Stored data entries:
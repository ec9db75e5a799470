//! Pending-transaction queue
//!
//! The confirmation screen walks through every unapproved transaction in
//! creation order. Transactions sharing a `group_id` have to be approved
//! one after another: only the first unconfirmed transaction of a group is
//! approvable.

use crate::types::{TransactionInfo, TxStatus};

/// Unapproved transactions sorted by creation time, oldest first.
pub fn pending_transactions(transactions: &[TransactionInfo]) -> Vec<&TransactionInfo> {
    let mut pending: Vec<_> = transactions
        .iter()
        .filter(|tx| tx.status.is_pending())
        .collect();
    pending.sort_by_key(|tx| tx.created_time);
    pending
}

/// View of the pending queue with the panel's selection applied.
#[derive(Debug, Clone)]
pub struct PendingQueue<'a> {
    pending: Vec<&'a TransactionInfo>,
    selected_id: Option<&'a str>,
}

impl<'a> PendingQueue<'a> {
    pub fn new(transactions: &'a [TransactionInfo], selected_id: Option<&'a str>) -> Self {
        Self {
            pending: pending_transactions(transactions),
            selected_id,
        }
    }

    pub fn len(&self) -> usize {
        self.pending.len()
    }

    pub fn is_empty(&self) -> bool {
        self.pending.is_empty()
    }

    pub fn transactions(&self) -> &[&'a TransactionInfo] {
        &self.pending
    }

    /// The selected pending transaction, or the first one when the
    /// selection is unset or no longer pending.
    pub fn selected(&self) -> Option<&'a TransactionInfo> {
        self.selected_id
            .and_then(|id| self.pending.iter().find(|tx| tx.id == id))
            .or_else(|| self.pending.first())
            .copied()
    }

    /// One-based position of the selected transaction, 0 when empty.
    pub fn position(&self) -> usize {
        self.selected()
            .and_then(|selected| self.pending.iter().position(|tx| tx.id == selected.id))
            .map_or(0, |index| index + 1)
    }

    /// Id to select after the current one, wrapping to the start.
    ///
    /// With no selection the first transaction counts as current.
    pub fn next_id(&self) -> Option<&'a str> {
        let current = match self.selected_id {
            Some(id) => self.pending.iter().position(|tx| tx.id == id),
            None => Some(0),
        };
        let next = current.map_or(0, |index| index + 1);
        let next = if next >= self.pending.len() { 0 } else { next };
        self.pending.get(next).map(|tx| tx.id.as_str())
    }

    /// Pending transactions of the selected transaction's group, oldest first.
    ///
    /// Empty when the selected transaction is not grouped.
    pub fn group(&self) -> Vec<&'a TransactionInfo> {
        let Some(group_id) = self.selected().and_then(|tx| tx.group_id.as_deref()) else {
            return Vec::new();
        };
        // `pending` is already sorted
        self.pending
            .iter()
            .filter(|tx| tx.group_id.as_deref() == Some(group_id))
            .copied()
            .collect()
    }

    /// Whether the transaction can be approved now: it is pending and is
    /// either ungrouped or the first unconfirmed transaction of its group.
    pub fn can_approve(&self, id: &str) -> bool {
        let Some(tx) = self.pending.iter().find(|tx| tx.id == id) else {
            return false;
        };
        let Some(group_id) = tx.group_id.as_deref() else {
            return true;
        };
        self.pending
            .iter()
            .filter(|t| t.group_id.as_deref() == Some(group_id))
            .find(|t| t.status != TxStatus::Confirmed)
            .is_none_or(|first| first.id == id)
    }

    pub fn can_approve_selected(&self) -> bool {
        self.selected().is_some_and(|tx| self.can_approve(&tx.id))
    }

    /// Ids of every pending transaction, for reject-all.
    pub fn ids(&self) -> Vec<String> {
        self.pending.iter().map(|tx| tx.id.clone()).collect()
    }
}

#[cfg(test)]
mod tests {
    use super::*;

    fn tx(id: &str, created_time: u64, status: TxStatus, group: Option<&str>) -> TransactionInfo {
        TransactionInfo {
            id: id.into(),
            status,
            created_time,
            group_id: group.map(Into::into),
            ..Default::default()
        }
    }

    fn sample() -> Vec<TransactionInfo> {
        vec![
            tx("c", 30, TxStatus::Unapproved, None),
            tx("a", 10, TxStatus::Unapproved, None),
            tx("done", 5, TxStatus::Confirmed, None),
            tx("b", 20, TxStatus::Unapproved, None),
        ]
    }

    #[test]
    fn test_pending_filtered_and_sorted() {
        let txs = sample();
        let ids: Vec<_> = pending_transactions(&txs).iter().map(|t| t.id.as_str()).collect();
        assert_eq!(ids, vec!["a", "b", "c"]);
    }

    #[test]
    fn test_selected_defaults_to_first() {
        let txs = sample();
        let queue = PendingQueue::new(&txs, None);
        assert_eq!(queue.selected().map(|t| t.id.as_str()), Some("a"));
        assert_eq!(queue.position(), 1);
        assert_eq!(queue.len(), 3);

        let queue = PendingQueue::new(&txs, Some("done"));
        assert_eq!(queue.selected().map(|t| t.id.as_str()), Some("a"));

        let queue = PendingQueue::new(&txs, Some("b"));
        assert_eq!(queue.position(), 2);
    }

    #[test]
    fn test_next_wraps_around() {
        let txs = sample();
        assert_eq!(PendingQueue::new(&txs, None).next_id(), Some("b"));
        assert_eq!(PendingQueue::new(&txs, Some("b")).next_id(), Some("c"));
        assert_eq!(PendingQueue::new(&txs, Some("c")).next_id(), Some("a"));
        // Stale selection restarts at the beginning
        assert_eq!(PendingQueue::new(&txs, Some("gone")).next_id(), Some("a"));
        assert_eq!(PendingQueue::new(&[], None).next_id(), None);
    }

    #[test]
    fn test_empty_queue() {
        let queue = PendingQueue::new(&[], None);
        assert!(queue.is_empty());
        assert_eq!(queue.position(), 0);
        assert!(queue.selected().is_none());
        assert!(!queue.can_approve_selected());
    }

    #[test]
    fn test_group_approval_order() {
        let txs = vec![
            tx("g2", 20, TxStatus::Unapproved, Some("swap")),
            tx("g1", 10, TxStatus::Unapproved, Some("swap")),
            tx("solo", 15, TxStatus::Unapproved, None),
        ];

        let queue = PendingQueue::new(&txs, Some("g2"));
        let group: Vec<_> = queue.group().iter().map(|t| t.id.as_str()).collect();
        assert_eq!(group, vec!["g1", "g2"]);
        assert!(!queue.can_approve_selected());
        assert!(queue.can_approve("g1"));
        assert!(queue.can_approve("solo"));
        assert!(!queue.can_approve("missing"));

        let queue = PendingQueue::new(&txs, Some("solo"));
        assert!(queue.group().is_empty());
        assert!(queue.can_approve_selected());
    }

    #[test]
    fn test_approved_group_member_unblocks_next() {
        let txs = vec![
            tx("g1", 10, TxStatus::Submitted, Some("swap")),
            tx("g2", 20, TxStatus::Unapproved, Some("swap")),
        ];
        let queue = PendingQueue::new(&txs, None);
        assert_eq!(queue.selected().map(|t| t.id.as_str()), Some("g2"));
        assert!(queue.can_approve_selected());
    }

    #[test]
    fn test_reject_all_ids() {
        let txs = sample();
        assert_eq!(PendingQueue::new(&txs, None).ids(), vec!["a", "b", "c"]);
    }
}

Exercise description: Reproduce every line of the data verbatim.

Output of the task:
repository ec9db75e5a799470
//! Pending-transaction queue
//!
//! The confirmation screen walks through every unapproved transaction in
//! creation order. Transactions sharing a `group_id` have to be approved
//! one after another: only the first unconfirmed transaction of a group is
//! approvable.

use crate::types::{TransactionInfo, TxStatus};

/// Unapproved transactions sorted by creation time, oldest first.
pub fn pending_transactions(transactions: &[TransactionInfo]) -> Vec<&TransactionInfo> {
    let mut pending: Vec<_> = transactions
        .iter()
        .filter(|tx| tx.status.is_pending())
        .collect();
    pending.sort_by_key(|tx| tx.created_time);
    pending
}

/// View of the pending queue with the panel's selection applied.
#[derive(Debug, Clone)]
pub struct PendingQueue<'a> {
    pending: Vec<&'a TransactionInfo>,
    selected_id: Option<&'a str>,
}

impl<'a> PendingQueue<'a> {
    pub fn new(transactions: &'a [TransactionInfo], selected_id: Option<&'a str>) -> Self {
        Self {
            pending: pending_transactions(transactions),
            selected_id,
        }
    }

    pub fn len(&self) -> usize {
        self.pending.len()
    }

    pub fn is_empty(&self) -> bool {
        self.pending.is_empty()
    }

    pub fn transactions(&self) -> &[&'a TransactionInfo] {
        &self.pending
    }

    /// The selected pending transaction, or the first one when the
    /// selection is unset or no longer pending.
    pub fn selected(&self) -> Option<&'a TransactionInfo> {
        self.selected_id
            .and_then(|id| self.pending.iter().find(|tx| tx.id == id))
            .or_else(|| self.pending.first())
            .copied()
    }

    /// One-based position of the selected transaction, 0 when empty.
    pub fn position(&self) -> usize {
        self.selected()
            .and_then(|selected| self.pending.iter().position(|tx| tx.id == selected.id))
            .map_or(0, |index| index + 1)
    }

    /// Id to select after the current one, wrapping to the start.
    ///
    /// With no selection the first transaction counts as current.
    pub fn next_id(&self) -> Option<&'a str> {
        let current = match self.selected_id {
            Some(id) => self.pending.iter().position(|tx| tx.id == id),
            None => Some(0),
        };
        let next = current.map_or(0, |index| index + 1);
        let next = if next >= self.pending.len() { 0 } else { next };
        self.pending.get(next).map(|tx| tx.id.as_str())
    }

    /// Pending transactions of the selected transaction's group, oldest first.
    ///
    /// Empty when the selected transaction is not grouped.
    pub fn group(&self) -> Vec<&'a TransactionInfo> {
        let Some(group_id) = self.selected().and_then(|tx| tx.group_id.as_deref()) else {
            return Vec::new();
        };
        // `pending` is already sorted
        self.pending
            .iter()
            .filter(|tx| tx.group_id.as_deref() == Some(group_id))
            .copied()
            .collect()
    }

    /// Whether the transaction can be approved now: it is pending and is
    /// either ungrouped or the first unconfirmed transaction of its group.
    pub fn can_approve(&self, id: &str) -> bool {
        let Some(tx) = self.pending.iter().find(|tx| tx.id == id) else {
            return false;
        };
        let Some(group_id) = tx.group_id.as_deref() else {
            return true;
        };
        self.pending
            .iter()
            .filter(|t| t.group_id.as_deref() == Some(group_id))
            .find(|t| t.status != TxStatus::Confirmed)
            .is_none_or(|first| first.id == id)
    }

    pub fn can_approve_selected(&self) -> bool {
        self.selected().is_some_and(|tx| self.can_approve(&tx.id))
    }

    /// Ids of every pending transaction, for reject-all.
    pub fn ids(&self) -> Vec<String> {
        self.pending.iter().map(|tx| tx.id.clone()).collect()
    }
}

#[cfg(test)]
mod tests {
    use super::*;

    fn tx(id: &str, created_time: u64, status: TxStatus, group: Option<&str>) -> TransactionInfo {
        TransactionInfo {
            id: id.into(),
            status,
            created_time,
            group_id: group.map(Into::into),
            ..Default::default()
        }
    }

    fn sample() -> Vec<TransactionInfo> {
        vec![
            tx("c", 30, TxStatus::Unapproved, None),
            tx("a", 10, TxStatus::Unapproved, None),
            tx("done", 5, TxStatus::Confirmed, None),
            tx("b", 20, TxStatus::Unapproved, None),
        ]
    }

    #[test]
    fn test_pending_filtered_and_sorted() {
        let txs = sample();
        let ids: Vec<_> = pending_transactions(&txs).iter().map(|t| t.id.as_str()).collect();
        assert_eq!(ids, vec!["a", "b", "c"]);
    }

    #[test]
    fn test_selected_defaults_to_first() {
        let txs = sample();
        let queue = PendingQueue::new(&txs, None);
        assert_eq!(queue.selected().map(|t| t.id.as_str()), Some("a"));
        assert_eq!(queue.position(), 1);
        assert_eq!(queue.len(), 3);

        let queue = PendingQueue::new(&txs, Some("done"));
        assert_eq!(queue.selected().map(|t| t.id.as_str()), Some("a"));

        let queue = PendingQueue::new(&txs, Some("b"));
        assert_eq!(queue.position(), 2);
    }

    #[test]
    fn test_next_wraps_around() {
        let txs = sample();
        assert_eq!(PendingQueue::new(&txs, None).next_id(), Some("b"));
        assert_eq!(PendingQueue::new(&txs, Some("b")).next_id(), Some("c"));
        assert_eq!(PendingQueue::new(&txs, Some("c")).next_id(), Some("a"));
        // Stale selection restarts at the beginning
        assert_eq!(PendingQueue::new(&txs, Some("gone")).next_id(), Some("a"));
        assert_eq!(PendingQueue::new(&[], None).next_id(), None);
    }

    #[test]
    fn test_empty_queue() {
        let queue = PendingQueue::new(&[], None);
        assert!(queue.is_empty());
        assert_eq!(queue.position(), 0);
        assert!(queue.selected().is_none());
        assert!(!queue.can_approve_selected());
    }

    #[test]
    fn test_group_approval_order() {
        let txs = vec![
            tx("g2", 20, TxStatus::Unapproved, Some("swap")),
            tx("g1", 10, TxStatus::Unapproved, Some("swap")),
            tx("solo", 15, TxStatus::Unapproved, None),
        ];

        let queue = PendingQueue::new(&txs, Some("g2"));
        let group: Vec<_> = queue.group().iter().map(|t| t.id.as_str()).collect();
        assert_eq!(group, vec!["g1", "g2"]);
        assert!(!queue.can_approve_selected());
        assert!(queue.can_approve("g1"));
        assert!(queue.can_approve("solo"));
        assert!(!queue.can_approve("missing"));

        let queue = PendingQueue::new(&txs, Some("solo"));
        assert!(queue.group().is_empty());
        assert!(queue.can_approve_selected());
    }

    #[test]
    fn test_approved_group_member_unblocks_next() {
        let txs = vec![
            tx("g1", 10, TxStatus::Submitted, Some("swap")),
            tx("g2", 20, TxStatus::Unapproved, Some("swap")),
        ];
        let queue = PendingQueue::new(&txs, None);
        assert_eq!(queue.selected().map(|t| t.id.as_str()), Some("g2"));
        assert!(queue.can_approve_selected());
    }

    #[test]
    fn test_reject_all_ids() {
        let txs = sample();
        assert_eq!(PendingQueue::new(&txs, None).ids(), vec!["a", "b", "c"]);
    }
}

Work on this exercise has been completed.